I have argued this from the start 

*A Personal Insolvency Arrangement does not have to be for 6 years!*

Jim Stafford refers to "lump sum PIAs" in that thread, claiming that these constitute the majority of PIAs.


----------



## Steve Thatcher (4 Jun 2014)

At last common sense, a version of our IVA lump sum payment. if you have a load of unsecured debt and someone with a few quid to offer in full and final settlement, then that is the way to go.

I will certainly recommend those coming to me with the ability to do this talk to a respected PIP about the option.

I guess the problem is as always, "how much money, or what percentage of the liability will get the deal done". No detail on this.

Steve Thatcher
[broken link removed]


----------



## euroman (4 Jun 2014)

Do you need a lump sum payment to avail of the fast-track insolvency deals? Thank you.


----------



## Matthew Moore (4 Jun 2014)

Steve Thatcher said:


> At last common sense, a version of our IVA lump sum payment. if you have a load of unsecured debt and someone with a few quid to offer in full and final settlement, then that is the way to go.
> 
> I will certainly recommend those coming to me with the ability to do this talk to a respected PIP about the option.
> 
> ...



Can't see any mention of a lump sum being required. In the earlier article that Brendan linked to there was a mention of a small €100 lump sum by a PIP who got 3 of them across the line.


----------



## Matthew Moore (4 Jun 2014)

This is a great development. 
Hopefully other lenders will follow the lead but I can see BOI being reluctant considering Mr Bouchers recent comments about vetos.

There is a distinct need to purge the system of bad debt that will probably never be repaid. The sooner this can be done for genuine cases the better.

It still remains to be seen if the OA will allow any early discharges from bankruptcy once its clear there's no money or assets left. I have heard talk of a Personal Insolvency Roadshow so maybe by the time thats get going they will have some more favourable options to entice people in.


----------



## Steve Thatcher (4 Jun 2014)

pat2 said:


> Can't see any mention of a lump sum being required. In the earlier article that Brendan linked to there was a mention of a small €100 lump sum by a PIP who got 3 of them across the line.




It also mentions lumps sums and contributions from family.

This will obviously play out and it will be interesting to see how it develops. But finally we may be getting to a place where underwater property can be handed back and if there is no chance of a contribution, a write off ensues.

I have to say tho that I am still getting loads of people saying they are being told no write off under any circumstances. So these two situations appear at odds.

Steve Thatcher


----------



## Matthew Moore (4 Jun 2014)

Steve Thatcher said:


> I have to say tho that I am still getting loads of people saying they are being told no write off under any circumstances.
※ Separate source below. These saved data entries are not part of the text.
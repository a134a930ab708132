use crate::app_config::{AppConfig, Environment};
use crate::ConfigError;

pub const DEFAULT_PLACES_BASE_URL: &str = "https://maps.googleapis.com/maps/api";

/// Load application configuration from environment variables.
///
/// Calls `dotenvy::dotenv().ok()` to load `.env` files before reading env vars.
///
/// # Errors
///
/// Returns `ConfigError` if a value is present but invalid.
pub fn load_app_config() -> Result<AppConfig, ConfigError> {
    dotenvy::dotenv().ok();
    load_app_config_from_env()
}

/// Load application configuration from environment variables already in the process.
///
/// Unlike [`load_app_config`], this does NOT load `.env` files.
///
/// # Errors
///
/// Returns `ConfigError` if a value is present but invalid.
pub fn load_app_config_from_env() -> Result<AppConfig, ConfigError> {
    build_app_config(|key| std::env::var(key))
}

/// Build application configuration using the provided env-var lookup function.
///
/// Decoupled from the real environment so tests can drive it from a `HashMap`.
fn build_app_config<F>(lookup: F) -> Result<AppConfig, ConfigError>
where
    F: Fn(&str) -> Result<String, std::env::VarError>,
{
    use std::net::SocketAddr;

    let or_default = |var: &str, default: &str| -> String {
        lookup(var).unwrap_or_else(|_| default.to_string())
    };

    let invalid = |var: &str, reason: String| ConfigError::InvalidEnvVar {
        var: var.to_string(),
        reason,
    };

    let parse_addr = |var: &str, default: &str| -> Result<SocketAddr, ConfigError> {
        or_default(var, default)
            .parse::<SocketAddr>()
            .map_err(|e| invalid(var, e.to_string()))
    };

    let parse_u64 = |var: &str, default: &str| -> Result<u64, ConfigError> {
        or_default(var, default)
            .parse::<u64>()
            .map_err(|e| invalid(var, e.to_string()))
    };

    let parse_usize = |var: &str, default: &str| -> Result<usize, ConfigError> {
        or_default(var, default)
            .parse::<usize>()
            .map_err(|e| invalid(var, e.to_string()))
    };

    let env = parse_environment(&or_default("WANDERLUST_ENV", "development"))?;
    let bind_addr = parse_addr("WANDERLUST_BIND_ADDR", "0.0.0.0:5000")?;
    let log_level = or_default("WANDERLUST_LOG_LEVEL", "info");

    let google_maps_api_key = lookup("GOOGLE_MAPS_API_KEY")
        .ok()
        .map(|k| k.trim().to_string())
        .filter(|k| !k.is_empty());

    let places_base_url = or_default("WANDERLUST_PLACES_BASE_URL", DEFAULT_PLACES_BASE_URL);
    if !places_base_url.starts_with("http://") && !places_base_url.starts_with("https://") {
        return Err(invalid(
            "WANDERLUST_PLACES_BASE_URL",
            "must be an http or https URL".to_string(),
        ));
    }

    let places_timeout_secs = parse_u64("WANDERLUST_PLACES_TIMEOUT_SECS", "5")?;
    if places_timeout_secs == 0 {
        return Err(invalid(
            "WANDERLUST_PLACES_TIMEOUT_SECS",
            "must be greater than zero".to_string(),
        ));
    }

    let rate_limit_max_requests = parse_usize("WANDERLUST_RATE_LIMIT_MAX_REQUESTS", "120")?;
    let rate_limit_window_secs = parse_u64("WANDERLUST_RATE_LIMIT_WINDOW_SECS", "60")?;
    if rate_limit_max_requests == 0 {
        return Err(invalid(
            "WANDERLUST_RATE_LIMIT_MAX_REQUESTS",
            "must be greater than zero".to_string(),
        ));
    }
    if rate_limit_window_secs == 0 {
        return Err(invalid(
            "WANDERLUST_RATE_LIMIT_WINDOW_SECS",
            "must be greater than zero".to_string(),
        ));
    }

    Ok(AppConfig {
        env,
        bind_addr,
        log_level,
        google_maps_api_key,
        places_base_url,
        places_timeout_secs,
        rate_limit_max_requests,
        rate_limit_window_secs,
    })
}

/// Parse a string into an `Environment` variant.
fn parse_environment(s: &str) -> Result<Environment, ConfigError> {
    match s {
        "development" => Ok(Environment::Development),
        "test" => Ok(Environment::Test),
        "production" => Ok(Environment::Production),
        other => Err(ConfigError::InvalidEnvVar {
            var: "WANDERLUST_ENV".to_string(),
            reason: format!("expected development, test or production, got '{other}'"),
        }),
    }
}

#[cfg(test)]
#[path = "config_test.rs"]
mod tests;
That seems to be the default response from the banks but it was highly unlikely there was ever going to be widespread write downs while people hold onto properties and refuse to enter some insolvency mechanism.
Even BOI will have to write off mortgage debt when people go through bankruptcy so what they are saying is not true.


----------



## Brendan Burgess (4 Jun 2014)

Sorry for the confusion. 

I saw the story first on the Indo and linked to that. 
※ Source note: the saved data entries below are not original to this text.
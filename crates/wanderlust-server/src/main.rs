mod api;
mod middleware;

use std::sync::Arc;

use tracing_subscriber::EnvFilter;
use wanderlust_places::{PlacesService, ProviderConfig};

use crate::{
    api::{build_app, AppState},
    middleware::RateLimitState,
};

#[tokio::main]
async fn main() -> anyhow::Result<()> {
    dotenvy::dotenv().ok();
    let config = wanderlust_core::load_app_config()?;
    let env_filter = EnvFilter::try_from_default_env()
        .or_else(|_| EnvFilter::try_new(config.log_level.clone()))?;
    tracing_subscriber::fmt().with_env_filter(env_filter).init();

    let places = PlacesService::new(&ProviderConfig::from_app_config(&config))?;
    let rate_limit = RateLimitState::from_app_config(&config);
    let app = build_app(
        AppState {
            places: Arc::new(places),
        },
        rate_limit,
    );

    let listener = tokio::net::TcpListener::bind(config.bind_addr).await?;
    tracing::info!(addr = %config.bind_addr, env = %config.env, "wanderlust server listening");
    axum::serve(listener, app)
        .with_graceful_shutdown(shutdown_signal())
        .await?;
    Ok(())
}

async fn shutdown_signal() {
    let ctrl_c = async {
        tokio::signal::ctrl_c()
            .await
            .expect("failed to listen for ctrl-c");
    };

    #[cfg(unix)]
    let terminate = async {
        tokio::signal::unix::signal(tokio::signal::unix::SignalKind::terminate())
            .expect("failed to install signal handler")
            .recv()
            .await;
    };

    #[cfg(not(unix))]
    let terminate = std::future::pending::<()>();

    tokio::select! {
        () = ctrl_c => {},
        () = terminate => {},
    }

    tracing::info!("received shutdown signal, starting graceful shutdown");
}
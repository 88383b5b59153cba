use order_store::StoreError;
use thiserror::Error;

#[derive(Debug, Error)]
pub enum OrderServiceError {
    #[error("Order not found: {0}")]
    NotFound(String),

    #[error("Store error: {0}")]
    Store(#[from] StoreError),

    #[error("Deadline exceeded")]
    Timeout,
}

pub type Result<T> = std::result::Result<T, OrderServiceError>;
But the Irish Times had more detail about the actual scheme developed by the IMHO.

I have lobbied the banks for some time to produce a protocol for voluntary surrender, but fair play to David Hall for managing to persuade the two banks to agree to it. 



Brendan


----------



## DebtCert (4 Jun 2014)

KBC Bank denies three-month insolvency deals on mortgages:

http://www.irishtimes.com/business/...month-insolvency-deals-on-mortgages-1.1820770


----------



## bugler (5 Jun 2014)

...probably afraid of a wave of borrowers throwing the keys at them. 

There is a substantial body of people who can't service their mortgage and the loss needs to be crystallised, whether the banks want to cover their eyes and ears or not. I would think they should be welcoming the prospect of reclaiming some properties and selling them (it is currently a very good time to sell property in Dublin), without having to resort to the marathon repossession process. 
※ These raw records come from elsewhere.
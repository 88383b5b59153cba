pub mod errors;
pub mod order;
pub mod validation;

#[cfg(any(test, feature = "test-fixtures"))]
pub mod testing;

pub use errors::OrderRejection;
pub use order::{Delivery, Item, Order, Payment};
pub use validation::OrderValidator;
If borrowers have woken up to the fact that they will lose their properties then banks need to wake up to the fact the debts are not going to be paid.


----------



## RichInSpirit (5 Jun 2014)

I read the article too yesterday on the Irish Independent.
Very surprised at the speed of the process.


----------



## demoivre (5 Jun 2014)

No mention of voluntary sale of the home in Charlie Weston's article yesterday. In fact he says the accelerated PIA secures the family home. This was my initial understanding of an accelerated PIA when I first saw it mentioned ie part of mortgage written off, part of it parked and remainder paid as normal and all unsecured debt written off.
http://www.independent.ie/opinion/c...-borrowers-30327421.html#sthash.RlSUj3kS.dpuf


----------



## bugler (5 Jun 2014)

demoivre said:


> No mention of voluntary sale of the home in Charlie Weston's article yesterday. In fact he says the accelerated PIA secures the family home. This was my initial understanding of an accelerated PIA when I first saw it mentioned ie part of mortgage written off, part of it parked and remainder paid as normal and all unsecured debt written off.
> http://www.independent.ie/opinion/c...-borrowers-30327421.html#sthash.RlSUj3kS.dpuf



Surely that would depend on whether the borrower can come close to making the repayments? Charlie's article is a bit bare bones. The examiner article has a bit more detail and explains that it could result in various outcomes for various people. Obviously some combinations are no doubt possible. 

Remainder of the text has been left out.